See Battaglia v. Wilmington Sav. Fund Soc., 379 A.2d 1132, 1135 (Del. 1977).
OneWest Bank, F.S.B. v. Feeney, 2013 WL 5977066, at *3 (Del. Ch. June 27, 2013).
Id.
Greystone Digital Tech., Inc. v. Alvarez, 2007 WL 2088859, at *3 (Del. Ch. July 20, 2007).
OneWest Bank, 2013 WL 5977066 at *3 (quoting Stevenson v. Swiggett, 8 A.3d 1200, 1205 (Del. 2010)).
The issue before me is whether Vluegels has simply ignored the process, or whether her neglect of this action is excusable due to her documented memory issues and interruption of her mail. I find Vluegels' neglect is not excusable. Vluegels ignored one or more notes the Kent County Sheriff left on her door from between April 4 and 6; an April 4 posting on her door giving notice that the action had been filed; and a July 26 posting on her door giving notice of the August 30 hearing. She did so knowing Ocwen was taking steps toward foreclosure, as evidenced by the lockbox installed in April 2016. A reasonably prudent person would not have ignored these signs of imminent foreclosure.
Vluegels' neglect is not excused by the interruption of her mail or her memory issues. Vluegels is a Delaware resident, so she benefits from rules requiring service to be personal or by publication and posting. Where an in-state defendant cannot be found to be served with process and there is just ground to believe that the defendant intentionally avoids such service, the Court may order the defendant's appearance on a certain day and publish such order as the Court directs. Court of Chancery Rule 5(g) provides that such publication may be in either the Delaware News Journal or the Delaware State News. The Court permitted service by publication and posting after the Kent County Sheriff received no response to the note(s) on Vluegels' door. Deutsche Bank published notice accordingly, and caused Brandywine Process Servers to post notice of the action and August 30 hearing date on Vluegels' door on July 26, 2016. Vluegels' interrupted mail does not excuse her ignoring an attempt at personal service and proper service by publication and posting.
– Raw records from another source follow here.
// --- File: crates/meetflow_booking/src/lib.rs ---
// Declare modules within this crate
pub mod models;
pub mod store;
#[cfg(test)]
mod store_test;
pub mod sync;
pub mod url_sync;
#[cfg(test)]
mod url_sync_proptest;
pub mod validation;

pub use models::{BookingDetails, BookingState, BookingStep};
pub use store::{BookingStore, StateChange, SubscriptionId};
pub use sync::attach_url_sync;
pub use url_sync::{InMemoryUrlStore, NoopUrlStore, QueryParams, UrlStore};
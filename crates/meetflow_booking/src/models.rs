// --- File: crates/meetflow_booking/src/models.rs ---
use chrono::{Local, NaiveDate, NaiveDateTime};
use meetflow_common::services::AvailabilitySlot;
use serde::{Deserialize, Serialize};

/// The three linear stages of the booking flow.
#[derive(Debug, Clone, Copy, PartialEq, Eq, Serialize, Deserialize)]
#[serde(rename_all = "camelCase")]
pub enum BookingStep {
    DateTime,
    Details,
    Confirmation,
}

/// Attendee details entered in the Details step.
///
/// `guests` preserves insertion order across add/remove.
#[derive(Debug, Clone, Default, PartialEq, Eq, Serialize, Deserialize)]
pub struct BookingDetails {
    pub name: String,
    pub email: String,
    pub additional_info: String,
    pub guests: Vec<String>,
}

/// The single mutable aggregate behind the wizard, owned exclusively by
/// [`crate::store::BookingStore`]. Mutated only through the store's named
/// operations; discarded at the end of the session (the URL query string is
/// the only persistence).
#[derive(Debug, Clone, PartialEq)]
pub struct BookingState {
    pub current_step: BookingStep,
    /// The calendar month currently displayed.
    pub current_month: NaiveDate,
    /// Combined date + time of the chosen slot, if any.
    pub selected_time_slot: Option<NaiveDateTime>,
    pub booking_details: BookingDetails,
    /// True once the wizard reaches Confirmation.
    pub is_complete: bool,
    /// Slots returned by the calendar service for the current month,
    /// in service order.
    pub availability: Vec<AvailabilitySlot>,
    pub is_loading_availability: bool,
}

impl BookingState {
    /// The aggregate as it looks at the start of a session with no URL
    /// parameters: DateTime step, today's month, nothing selected.
    pub fn initial() -> Self {
        BookingState {
            current_step: BookingStep::DateTime,
            current_month: Local::now().date_naive(),
            selected_time_slot: None,
            booking_details: BookingDetails::default(),
            is_complete: false,
            availability: Vec::new(),
            is_loading_availability: false,
        }
    }
}

impl Default for BookingState {
    fn default() -> Self {
        Self::initial()
    }
}
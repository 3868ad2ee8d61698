// --- File: crates/meetflow_calendar/src/error.rs ---
use thiserror::Error;

/// Calendar-service-specific error types.
#[derive(Error, Debug)]
pub enum CalendarError {
    /// Error occurred during an HTTP request to the calendar service
    /// (network failure, timeout, or an unreadable body)
    #[error("Calendar API request failed: {0}")]
    RequestError(#[from] reqwest::Error),

    /// Non-success status returned by the availability endpoint
    #[error("Calendar API returned an error (Status: {status_code})")]
    ApiError { status_code: u16 },

    /// Error parsing a calendar API response body
    #[error("Failed to parse calendar API response: {0}")]
    ParseError(#[from] serde_json::Error),

    /// The meeting endpoint rejected the booking. The message is fixed and
    /// non-descriptive; the caller decides how to present it.
    #[error("Failed to create booking")]
    BookingFailed,
}
// --- File: crates/meetflow_booking/src/store.rs ---
//! The booking wizard state machine.
//!
//! [`BookingStore`] owns the [`BookingState`] aggregate and exposes the named
//! mutation operations. The store itself is side-effect-free: every mutation
//! commits atomically and then synchronously notifies subscribers with the
//! committed state and a [`StateChange`] tag. URL persistence is one such
//! subscriber (see [`crate::sync`]), attached by the composition root —
//! because notification happens inside the mutating call, URL and in-memory
//! state cannot diverge after a setter returns.
//!
//! Mutations are serialized by an internal mutex, the stand-in for the
//! original single-UI-thread execution model: one mutation fully applies
//! before the next begins.

use crate::models::{BookingDetails, BookingState, BookingStep};
use crate::url_sync::{
    month_string_to_date, time_slot_string_to_date, MONTH_PARAM, TIME_SLOT_PARAM,
};
use chrono::{DateTime, NaiveDate, NaiveDateTime};
use meetflow_common::services::AvailabilitySlot;
use std::sync::atomic::{AtomicU64, Ordering};
use std::sync::{Arc, Mutex};
use tracing::debug;

/// Which named operation produced a committed state.
#[derive(Debug, Clone, Copy, PartialEq, Eq)]
pub enum StateChange {
    Step,
    Month,
    TimeSlot,
    Details,
    Availability,
    Loading,
    Reset,
}

/// Handle returned by [`BookingStore::subscribe`]; pass it back to
/// [`BookingStore::unsubscribe`] to detach.
#[derive(Debug, Clone, Copy, PartialEq, Eq)]
pub struct SubscriptionId(u64);

type Subscriber = Arc<dyn Fn(&BookingState, StateChange) + Send + Sync>;

/// The in-memory store for the booking wizard.
pub struct BookingStore {
    state: Mutex<BookingState>,
    subscribers: Mutex<Vec<(u64, Subscriber)>>,
    next_subscriber_id: AtomicU64,
}

impl BookingStore {
    /// Create a store with the default initial aggregate.
    pub fn new() -> Self {
        Self::with_state(BookingState::initial())
    }

    /// Create a store with an explicit starting aggregate.
    pub fn with_state(state: BookingState) -> Self {
        BookingStore {
            state: Mutex::new(state),
            subscribers: Mutex::new(Vec::new()),
            next_subscriber_id: AtomicU64::new(0),
        }
    }

    /// Create a store seeded from the URL parameters.
    ///
    /// `month` and `timeSlot` are decoded when present; anything invalid falls
    /// back to the defaults (current month, no slot). When `month` was absent
    /// the current month is written back to the URL so a reload lands on the
    /// same view.
    pub fn from_url(url: &dyn crate::url_sync::UrlStore) -> Self {
        let params = url.read();
        let mut state = BookingState::initial();

        if let Some(month) = params.get(MONTH_PARAM).and_then(month_string_to_date) {
            state.current_month = month;
        }
        state.selected_time_slot = params
            .get(TIME_SLOT_PARAM)
            .and_then(time_slot_string_to_date);

        if params.get(MONTH_PARAM).is_none() {
            url.update(&[(
                MONTH_PARAM,
                Some(crate::url_sync::date_to_month_string(state.current_month)),
            )]);
        }

        Self::with_state(state)
    }

    // --- Subscription lifecycle ---

    /// Register a subscriber called synchronously after every committed
    /// mutation, with the committed state and the change tag.
    pub fn subscribe<F>(&self, subscriber: F) -> SubscriptionId
    where
        F: Fn(&BookingState, StateChange) + Send + Sync + 'static,
    {
        let id = self.next_subscriber_id.fetch_add(1, Ordering::Relaxed);
        self.lock_subscribers().push((id, Arc::new(subscriber)));
        SubscriptionId(id)
    }

    pub fn unsubscribe(&self, id: SubscriptionId) {
        self.lock_subscribers().retain(|(sid, _)| *sid != id.0);
    }

    // --- Step navigation ---

    pub fn go_to_details(&self) {
        self.commit(StateChange::Step, |state| {
            state.current_step = BookingStep::Details;
        });
    }

    pub fn go_to_date_time(&self) {
        self.commit(StateChange::Step, |state| {
            state.current_step = BookingStep::DateTime;
        });
    }

    /// Completes the wizard. Terminal for the session.
    pub fn go_to_confirmation(&self) {
        self.commit(StateChange::Step, |state| {
            state.current_step = BookingStep::Confirmation;
            state.is_complete = true;
        });
    }

    /// Arbitrary direct jump. The store does not police step order; callers
    /// own the linear-flow rules.
    pub fn set_step(&self, step: BookingStep) {
        self.commit(StateChange::Step, |state| {
            state.current_step = step;
        });
    }

    // --- Month navigation ---

    pub fn set_month(&self, month: NaiveDate) {
        self.commit(StateChange::Month, |state| {
            state.current_month = month;
        });
    }

    // --- Time slot selection ---

    /// Select (or clear) the combined date + time slot.
    ///
    /// Membership of the slot in the current availability list is
    /// deliberately not enforced here; the calendar service re-validates on
    /// booking. A debug log makes the mismatch observable.
    pub fn set_time_slot(&self, time_slot: Option<NaiveDateTime>) {
        self.commit(StateChange::TimeSlot, |state| {
            if let Some(chosen) = time_slot {
                let listed = state
                    .availability
                    .iter()
                    .any(|slot| slot_starts_at(slot, chosen));
                if !state.availability.is_empty() && !listed {
                    debug!(slot = %chosen, "selected time slot is not in the fetched availability");
                }
            }
            state.selected_time_slot = time_slot;
        });
    }

    // --- Booking details ---

    pub fn set_name(&self, name: impl Into<String>) {
        let name = name.into();
        self.commit(StateChange::Details, |state| {
            state.booking_details.name = name;
        });
    }

    pub fn set_email(&self, email: impl Into<String>) {
        let email = email.into();
        self.commit(StateChange::Details, |state| {
            state.booking_details.email = email;
        });
    }

    pub fn set_additional_info(&self, additional_info: impl Into<String>) {
        let additional_info = additional_info.into();
        self.commit(StateChange::Details, |state| {
            state.booking_details.additional_info = additional_info;
        });
    }

    pub fn set_guests(&self, guests: Vec<String>) {
        self.commit(StateChange::Details, |state| {
            state.booking_details.guests = guests;
        });
    }

    pub fn add_guest(&self, guest: impl Into<String>) {
        let guest = guest.into();
        self.commit(StateChange::Details, |state| {
            state.booking_details.guests.push(guest);
        });
    }

    /// Remove the guest at `index`; out-of-range indexes are ignored.
    /// Remaining guests keep their insertion order.
    pub fn remove_guest(&self, index: usize) {
        self.commit(StateChange::Details, |state| {
            if index < state.booking_details.guests.len() {
                state.booking_details.guests.remove(index);
            }
        });
    }

    // --- Availability ---

    /// Replace the availability list. Also ends the loading state, since the
    /// list always arrives as the resolution of the in-flight fetch.
    pub fn set_availability(&self, availability: Vec<AvailabilitySlot>) {
        self.commit(StateChange::Availability, |state| {
            state.availability = availability;
            state.is_loading_availability = false;
        });
    }

    pub fn set_loading_availability(&self, is_loading: bool) {
        self.commit(StateChange::Loading, |state| {
            state.is_loading_availability = is_loading;
        });
    }

    /// Restore the initial aggregate. Subscribers see [`StateChange::Reset`];
    /// the URL observer clears both parameters on it.
    pub fn reset(&self) {
        self.commit(StateChange::Reset, |state| {
            *state = BookingState::initial();
        });
    }

    // --- Derived read views (recomputed per read, never cached) ---

    /// A full clone of the committed aggregate.
    pub fn snapshot(&self) -> BookingState {
        self.lock_state().clone()
    }

    pub fn current_step(&self) -> BookingStep {
        self.lock_state().current_step
    }

    pub fn current_month(&self) -> NaiveDate {
        self.lock_state().current_month
    }

    pub fn selected_time_slot(&self) -> Option<NaiveDateTime> {
        self.lock_state().selected_time_slot
    }

    pub fn booking_details(&self) -> BookingDetails {
        self.lock_state().booking_details.clone()
    }

    pub fn availability(&self) -> Vec<AvailabilitySlot> {
        self.lock_state().availability.clone()
    }

    pub fn is_loading_availability(&self) -> bool {
        self.lock_state().is_loading_availability
    }

    pub fn is_complete(&self) -> bool {
        self.lock_state().is_complete
    }

    /// Minimal gate for advancing past the Details step: a non-empty name and
    /// an email containing `@`. Full per-field validation lives in
    /// [`crate::validation`].
    pub fn is_details_valid(&self) -> bool {
        let state = self.lock_state();
        !state.booking_details.name.trim().is_empty()
            && state.booking_details.email.contains('@')
    }

    pub fn has_selected_slot(&self) -> bool {
        self.lock_state().selected_time_slot.is_some()
    }

    // --- Internals ---

    /// Apply a mutation under the state lock, then notify subscribers with a
    /// snapshot of the committed state. Subscribers run outside both locks so
    /// they may call back into the store.
    fn commit<F: FnOnce(&mut BookingState)>(&self, change: StateChange, apply: F) {
        let snapshot = {
            let mut state = self.lock_state();
            apply(&mut *state);
            (*state).clone()
        };
        let subscribers: Vec<Subscriber> = self
            .lock_subscribers()
            .iter()
            .map(|(_, subscriber)| Arc::clone(subscriber))
            .collect();
        for subscriber in subscribers {
            subscriber(&snapshot, change);
        }
    }

    fn lock_state(&self) -> std::sync::MutexGuard<'_, BookingState> {
        self.state
            .lock()
            .unwrap_or_else(|poisoned| poisoned.into_inner())
    }

    fn lock_subscribers(&self) -> std::sync::MutexGuard<'_, Vec<(u64, Subscriber)>> {
        self.subscribers
            .lock()
            .unwrap_or_else(|poisoned| poisoned.into_inner())
    }
}

impl Default for BookingStore {
    fn default() -> Self {
        Self::new()
    }
}

/// Whether a service slot starts at the chosen local time. Service timestamps
/// are RFC 3339; the widget's slots are naive, so both the UTC and the local
/// reading are accepted.
fn slot_starts_at(slot: &AvailabilitySlot, chosen: NaiveDateTime) -> bool {
    match DateTime::parse_from_rfc3339(&slot.start) {
        Ok(start) => start.naive_utc() == chosen || start.naive_local() == chosen,
        Err(_) => time_slot_string_to_date(&slot.start) == Some(chosen),
    }
}
// --- File: crates/meetflow_calendar/src/logic.rs ---
//! Page-load availability logic.
//!
//! [`load_availability`] is the widget's page-load function: resolve the
//! target month, compute its calendar bounds, fetch the slots, and downgrade
//! every failure to an empty list. Calendar-service unavailability must never
//! hard-fail the page.

use chrono::{Datelike, Duration, Local, NaiveDate};
use meetflow_booking::url_sync::month_string_to_date;
use meetflow_common::services::{AvailabilitySlot, CalendarApi};
use tracing::error;

/// What the page-load fetch hands to the store.
#[derive(Debug, Clone, Default, PartialEq, Eq)]
pub struct AvailabilityPayload {
    pub availability: Vec<AvailabilitySlot>,
}

/// First and last calendar day of the month containing `month`.
pub fn month_range(month: NaiveDate) -> (NaiveDate, NaiveDate) {
    let first = month.with_day(1).unwrap_or(month);
    let next_month = if first.month() == 12 {
        NaiveDate::from_ymd_opt(first.year() + 1, 1, 1)
    } else {
        NaiveDate::from_ymd_opt(first.year(), first.month() + 1, 1)
    };
    let last = next_month
        .map(|d| d - Duration::days(1))
        .unwrap_or(first);
    (first, last)
}

/// Resolve the month selector: a valid `YYYY-MM` string wins, anything else
/// (absent or unparseable) falls back to the current month.
pub fn resolve_month(month_param: Option<&str>) -> NaiveDate {
    month_param
        .and_then(month_string_to_date)
        .unwrap_or_else(|| Local::now().date_naive())
}

/// Fetch a month's availability for page load.
///
/// On any non-success response, network error, timeout, or malformed body,
/// logs the failure and returns an empty list instead of propagating it.
/// On success the slot list is returned verbatim, with no interval sanity
/// checks.
pub async fn load_availability<A: CalendarApi>(
    api: &A,
    month_param: Option<&str>,
) -> AvailabilityPayload {
    let month = resolve_month(month_param);
    let (start, end) = month_range(month);

    match api.fetch_availability(start, end).await {
        Ok(availability) => AvailabilityPayload { availability },
        Err(err) => {
            error!("Error loading availability: {}", err);
            AvailabilityPayload {
                availability: Vec::new(),
            }
        }
    }
}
DEL. CT. CH. RS. 4(da), 5; 10 Del. C. § 365.
Id.
It does not appear that Vluegels' memory issues have impeded her ability to litigate this case with promptness and specificity after the default judgment was entered. I cannot conclude that she was excused from doing so while the case was still open.
Finally, Vluegels has not presented any meritorious defense to the action that would allow a different outcome to the litigation if the matter were heard on its merits. As explained, she has not shown any failure of service of process. She admits to withholding payment, and alleges she did so due to a dispute with Deutsche Bank's mortgage servicer. Vluegels has failed to show that her nonpayment was warranted or excusable.
See Church v. Bank of New York, 959 A.2d 27 (Del. 2008) (affirming denial of a motion to vacate default judgment where the record reflects service was proper). --------
III. Conclusion
For the foregoing reasons, I recommend the Court deny Vluegels' request to vacate the default judgment. This is a final report pursuant to Court of Chancery Rule 144.